Descartes’ Three Dreams

~"Est et non" (It is and it is not)


Write a dream, lose a reader,
a poetry teacher once proclaimed:
as if there were a difference between

story and dream, dream and poem, one
a train track cutting across the mountains
and the other the sound you hear as you turn,

restless in your sheets, close to morning.
There are plants that flower only a single
night of the year, ghostly as hallucinations:

and the stems out of which their creamy
throats rise, the scaffold that sometimes
,we call origin or history.

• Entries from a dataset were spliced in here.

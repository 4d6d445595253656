use super::*;

fn floats(values: &[f32]) -> Vec<u8> {
    values.iter().flat_map(|v| v.to_ne_bytes()).collect()
}

fn read_floats(bytes: &[u8]) -> Vec<f32> {
    bytes.chunks_exact(4).map(read_f32).collect()
}

#[test]
fn resolution_table() {
    use PixelFormat as F;
    assert_eq!(Conversion::resolve(F::Bgr24, F::Bgr24).unwrap(), Conversion::Copy);
    assert_eq!(
        Conversion::resolve(F::Bgr24, F::Bgr96LinearFloat).unwrap(),
        Conversion::ByteToFloat { linear: true }
    );
    assert_eq!(
        Conversion::resolve(F::Bgra128Float, F::Bgra32).unwrap(),
        Conversion::FloatToByte { linear: false }
    );
    assert_eq!(
        Conversion::resolve(F::Grey8, F::Grey16LinearUq15).unwrap(),
        Conversion::ByteToUq15
    );
    assert_eq!(
        Conversion::resolve(F::Pbgra128Float, F::Bgra128Float).unwrap(),
        Conversion::Unpremultiply
    );
    assert!(matches!(
        Conversion::resolve(F::Bgr24, F::Cmyk32),
        Err(ScaleError::UnsupportedFormat(_))
    ));
    assert!(matches!(
        FormatConverter::new(F::Indexed8, F::Bgr24),
        Err(ScaleError::UnsupportedFormat(_))
    ));
}

#[test]
fn companded_bytes_round_trip_through_float() {
    let input: Vec<u8> = (0..=255u8).flat_map(|v| [v, 255 - v, v / 2]).collect();
    let to_float = FormatConverter::new(PixelFormat::Bgr24, PixelFormat::Bgr96Float).unwrap();
    let to_byte = FormatConverter::new(PixelFormat::Bgr96Float, PixelFormat::Bgr24).unwrap();
    let mut mid = vec![0u8; input.len() * 4];
    let mut back = vec![0u8; input.len()];
    to_float.convert_line(&input, &mut mid).unwrap();
    to_byte.convert_line(&mid, &mut back).unwrap();
    assert_eq!(back, input);
    assert_eq!(read_f32(&mid[..4]), 0.0);
    assert_eq!(read_f32(&mid[4..]), 1.0);
}

#[test]
fn linear_bytes_round_trip_through_float() {
    let input: Vec<u8> = (0..=255u8).flat_map(|v| [v, v, 255 - v]).collect();
    let to_float =
        FormatConverter::new(PixelFormat::Bgr24, PixelFormat::Bgr96LinearFloat).unwrap();
    let to_byte =
        FormatConverter::new(PixelFormat::Bgr96LinearFloat, PixelFormat::Bgr24).unwrap();
    let mut mid = vec![0u8; input.len() * 4];
    let mut back = vec![0u8; input.len()];
    to_float.convert_line(&input, &mut mid).unwrap();
    to_byte.convert_line(&mid, &mut back).unwrap();
    assert_eq!(back, input);
    assert!((read_f32(&mid[128 * 12..]) - 0.2158).abs() < 1e-3);
}

#[test]
fn alpha_and_padding_channels_stay_linear() {
    let conv =
        FormatConverter::new(PixelFormat::Bgrx32, PixelFormat::Bgrx128LinearFloat).unwrap();
    let mut out = vec![0u8; 16];
    conv.convert_line(&[128, 128, 128, 128], &mut out).unwrap();
    let v = read_floats(&out);
    assert!((v[0] - gamma::byte_to_linear(128)).abs() < 1e-7);
    assert!((v[3] - 128.0 / 255.0).abs() < 1e-7);

    let conv = FormatConverter::new(PixelFormat::Bgra32, PixelFormat::Bgra128Float).unwrap();
    conv.convert_line(&[0, 51, 255, 102], &mut out).unwrap();
    assert_eq!(read_floats(&out), vec![0.0, 0.2, 1.0, 0.4]);
}

#[test]
fn uq15_round_trip() {
    let input: Vec<u8> = (0..=255u8).collect();
    let up = FormatConverter::new(PixelFormat::Grey8, PixelFormat::Grey16LinearUq15).unwrap();
    let down = FormatConverter::new(PixelFormat::Grey16LinearUq15, PixelFormat::Grey8).unwrap();
    let mut mid = vec![0u8; 512];
    let mut back = vec![0u8; 256];
    up.convert_line(&input, &mut mid).unwrap();
    down.convert_line(&mid, &mut back).unwrap();
    assert_eq!(back, input);
}

#[test]
fn premultiply_and_back_for_every_width() {
    let mut values = Vec::new();
    for i in 0..5 {
        values.extend_from_slice(&[0.5, 0.4, 0.2, i as f32 * 0.25]);
    }
    let input = floats(&values);

    for level in [SimdLevel::Portable, SimdLevel::V128, SimdLevel::V256] {
        let pre = FormatConverter::new(PixelFormat::Bgra128Float, PixelFormat::Pbgra128Float)
            .unwrap()
            .with_level(level);
        let un = FormatConverter::new(PixelFormat::Pbgra128Float, PixelFormat::Bgra128Float)
            .unwrap()
            .with_level(level);
        assert_eq!(pre.conversion(), Conversion::Premultiply);

        let mut mid = vec![0u8; input.len()];
        pre.convert_line(&input, &mut mid).unwrap();
        let p = read_floats(&mid);
        for i in 0..5 {
            let a = i as f32 * 0.25;
            assert_eq!(p[i * 4 + 3], a, "{level:?}");
            assert!((p[i * 4] - 0.5 * a).abs() < 1e-7);
            assert!((p[i * 4 + 2] - 0.2 * a).abs() < 1e-7);
        }

        let mut back = vec![0u8; input.len()];
        un.convert_line(&mid, &mut back).unwrap();
        let u = read_floats(&back);
        // Zero alpha unpremultiplies to zero color.
        assert_eq!(&u[..4], &[0.0, 0.0, 0.0, 0.0]);
        for i in 1..5 {
            assert!((u[i * 4] - 0.5).abs() < 1e-6, "{level:?} px {i}");
            assert!((u[i * 4 + 1] - 0.4).abs() < 1e-6);
        }
    }
}

#[test]
fn short_output_is_reported() {
    let conv = FormatConverter::new(PixelFormat::Bgr24, PixelFormat::Bgr96Float).unwrap();
    let mut out = vec![0u8; 11];
    assert!(matches!(
        conv.convert_line(&[1, 2, 3], &mut out),
        Err(ScaleError::BufferTooSmall(_))
    ));
}

#[test]
fn byte_matte_blends_by_alpha() {
    let matte = MatteColor { b: 10, g: 20, r: 30 };
    let mut line = [200, 100, 0, 0, 200, 100, 0, 255, 200, 100, 0, 128];
    matte_line(SimdLevel::detect(), PixelFormat::Bgra32, &mut line, matte).unwrap();
    assert_eq!(&line[..4], &[10, 20, 30, 255]);
    assert_eq!(&line[4..8], &[200, 100, 0, 255]);
    assert_eq!(line[8], 105);
    assert_eq!(line[11], 255);
}

#[test]
fn float_matte_matches_for_every_width() {
    let matte = MatteColor { b: 255, g: 0, r: 51 };
    let mut values = Vec::new();
    for i in 0..5 {
        values.extend_from_slice(&[0.0, 1.0, 0.6, i as f32 * 0.25]);
    }
    for level in [SimdLevel::Portable, SimdLevel::V256] {
        let mut line = floats(&values);
        matte_line(level, PixelFormat::Bgra128Float, &mut line, matte).unwrap();
        let v = read_floats(&line);
        for i in 0..5 {
            let a = i as f32 * 0.25;
            assert_eq!(v[i * 4 + 3], 1.0);
            assert!((v[i * 4] - (1.0 - a)).abs() < 1e-6);
            assert!((v[i * 4 + 1] - a).abs() < 1e-6);
            assert!((v[i * 4 + 2] - (0.2 + 0.4 * a)).abs() < 1e-6);
        }
    }
    assert_eq!(
        matte_output_format(PixelFormat::Bgra128Float).unwrap(),
        PixelFormat::Bgrx128Float
    );
    assert!(matte_line(SimdLevel::detect(), PixelFormat::Bgr24, &mut [0; 3], matte).is_err());
}

#[test]
fn byte_premultiply_round_trip() {
    assert_eq!(
        Conversion::resolve(PixelFormat::Bgra32, PixelFormat::Pbgra32).unwrap(),
        Conversion::Premultiply
    );
    let pre = FormatConverter::new(PixelFormat::Bgra32, PixelFormat::Pbgra32).unwrap();
    let un = FormatConverter::new(PixelFormat::Pbgra32, PixelFormat::Bgra32).unwrap();

    let input = [200, 100, 50, 255, 200, 100, 50, 128, 0, 255, 0, 0];
    let mut mid = [0u8; 12];
    pre.convert_line(&input, &mut mid).unwrap();
    assert_eq!(mid, [200, 100, 50, 255, 100, 50, 25, 128, 0, 0, 0, 0]);

    let mut back = [0u8; 12];
    un.convert_line(&mid, &mut back).unwrap();
    assert_eq!(&back[..4], &input[..4]);
    assert_eq!(&back[4..8], &[199, 100, 50, 128]);
    assert_eq!(&back[8..], &[0, 0, 0, 0]);
}

#[test]
fn unpremultiply_clamps_color_above_alpha() {
    let un = FormatConverter::new(PixelFormat::Pbgra32, PixelFormat::Bgra32).unwrap();
    let mut out = [0u8; 4];
    un.convert_line(&[90, 10, 0, 60], &mut out).unwrap();
    assert_eq!(out, [255, 43, 0, 60]);
}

Then

there are stories about philosophers
going to bed inside the oven of night
waking to a dream where a book lies

open on the table; words flickering
on the page become a dream dictation
they take with them back into the world

where problems spill beyond the edges
of chalkboards, with no solution in sight.
But the body of a dream is more

than a triangle or a cube, even if it is
less than a single thread of a whirlwind
that can spin you around on one foot

like a top; and the book of instruction
is a book of verse, out of which the warm
smell of ripe melons brings the body

back to itself. Therefore I can find
no difference between the ticket I buy
in the dream for going back to a country

I'll never see again, and the low
warning note that sounds as real trains
depart from the platform. There are so many

people in the dream station: magazines and
coffee in hand, checking time schedules;
crowding the counter for lost luggage.